*BRIEF*.
Give the data again exactly as it is written.

[Stored data]

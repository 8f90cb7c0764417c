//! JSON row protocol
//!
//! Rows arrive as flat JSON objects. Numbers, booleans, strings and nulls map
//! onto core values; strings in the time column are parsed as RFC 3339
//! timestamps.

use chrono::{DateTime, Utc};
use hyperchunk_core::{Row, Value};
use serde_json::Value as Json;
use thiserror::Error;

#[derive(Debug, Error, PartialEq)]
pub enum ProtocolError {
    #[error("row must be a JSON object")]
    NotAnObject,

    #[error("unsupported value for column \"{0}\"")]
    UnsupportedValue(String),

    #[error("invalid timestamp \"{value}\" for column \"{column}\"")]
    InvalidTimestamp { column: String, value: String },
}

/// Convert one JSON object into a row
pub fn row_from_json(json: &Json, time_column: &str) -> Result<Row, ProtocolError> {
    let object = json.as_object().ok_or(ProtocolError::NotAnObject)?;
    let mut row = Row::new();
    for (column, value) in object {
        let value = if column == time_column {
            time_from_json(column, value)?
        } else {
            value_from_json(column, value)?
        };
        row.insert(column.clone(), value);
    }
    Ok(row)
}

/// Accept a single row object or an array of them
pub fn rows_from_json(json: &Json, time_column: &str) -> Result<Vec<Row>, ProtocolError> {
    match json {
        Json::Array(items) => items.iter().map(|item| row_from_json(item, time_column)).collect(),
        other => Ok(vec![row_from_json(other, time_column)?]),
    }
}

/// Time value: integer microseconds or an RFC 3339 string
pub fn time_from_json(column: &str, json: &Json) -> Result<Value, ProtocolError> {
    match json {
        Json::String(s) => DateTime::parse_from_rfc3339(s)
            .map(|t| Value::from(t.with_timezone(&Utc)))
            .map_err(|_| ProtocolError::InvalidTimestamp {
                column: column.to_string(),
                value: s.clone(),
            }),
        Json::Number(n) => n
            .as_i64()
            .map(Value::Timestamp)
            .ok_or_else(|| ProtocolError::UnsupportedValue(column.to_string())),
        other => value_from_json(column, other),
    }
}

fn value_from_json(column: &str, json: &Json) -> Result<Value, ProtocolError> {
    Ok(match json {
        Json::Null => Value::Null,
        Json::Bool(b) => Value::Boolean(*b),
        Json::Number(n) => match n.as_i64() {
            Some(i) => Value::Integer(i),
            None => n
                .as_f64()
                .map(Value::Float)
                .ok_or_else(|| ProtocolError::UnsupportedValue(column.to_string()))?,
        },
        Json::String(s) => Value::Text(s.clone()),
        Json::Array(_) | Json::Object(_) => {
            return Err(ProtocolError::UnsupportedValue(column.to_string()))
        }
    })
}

*EXERCISE RESPONSE*.
repository 8f90cb7c0764417c
//! JSON row protocol
//!
//! Rows arrive as flat JSON objects. Numbers, booleans, strings and nulls map
//! onto core values; strings in the time column are parsed as RFC 3339
//! timestamps.

use chrono::{DateTime, Utc};
use hyperchunk_core::{Row, Value};
use serde_json::Value as Json;
use thiserror::Error;

#[derive(Debug, Error, PartialEq)]
pub enum ProtocolError {
    #[error("row must be a JSON object")]
    NotAnObject,

    #[error("unsupported value for column \"{0}\"")]
    UnsupportedValue(String),

    #[error("invalid timestamp \"{value}\" for column \"{column}\"")]
    InvalidTimestamp { column: String, value: String },
}

/// Convert one JSON object into a row
pub fn row_from_json(json: &Json, time_column: &str) -> Result<Row, ProtocolError> {
    let object = json.as_object().ok_or(ProtocolError::NotAnObject)?;
    let mut row = Row::new();
    for (column, value) in object {
        let value = if column == time_column {
            time_from_json(column, value)?
        } else {
            value_from_json(column, value)?
        };
        row.insert(column.clone(), value);
    }
    Ok(row)
}

/// Accept a single row object or an array of them
pub fn rows_from_json(json: &Json, time_column: &str) -> Result<Vec<Row>, ProtocolError> {
    match json {
        Json::Array(items) => items.iter().map(|item| row_from_json(item, time_column)).collect(),
        other => Ok(vec![row_from_json(other, time_column)?]),
    }
}

/// Time value: integer microseconds or an RFC 3339 string
pub fn time_from_json(column: &str, json: &Json) -> Result<Value, ProtocolError> {
    match json {
        Json::String(s) => DateTime::parse_from_rfc3339(s)
            .map(|t| Value::from(t.with_timezone(&Utc)))
            .map_err(|_| ProtocolError::InvalidTimestamp {
                column: column.to_string(),
                value: s.clone(),
            }),
        Json::Number(n) => n
            .as_i64()
            .map(Value::Timestamp)
            .ok_or_else(|| ProtocolError::UnsupportedValue(column.to_string())),
        other => value_from_json(column, other),
    }
}

fn value_from_json(column: &str, json: &Json) -> Result<Value, ProtocolError> {
    Ok(match json {
        Json::Null => Value::Null,
        Json::Bool(b) => Value::Boolean(*b),
        Json::Number(n) => match n.as_i64() {
            Some(i) => Value::Integer(i),
            None => n
                .as_f64()
                .map(Value::Float)
                .ok_or_else(|| ProtocolError::UnsupportedValue(column.to_string()))?,
        },
        Json::String(s) => Value::Text(s.clone()),
        Json::Array(_) | Json::Object(_) => {
            return Err(ProtocolError::UnsupportedValue(column.to_string()))
        }
    })
}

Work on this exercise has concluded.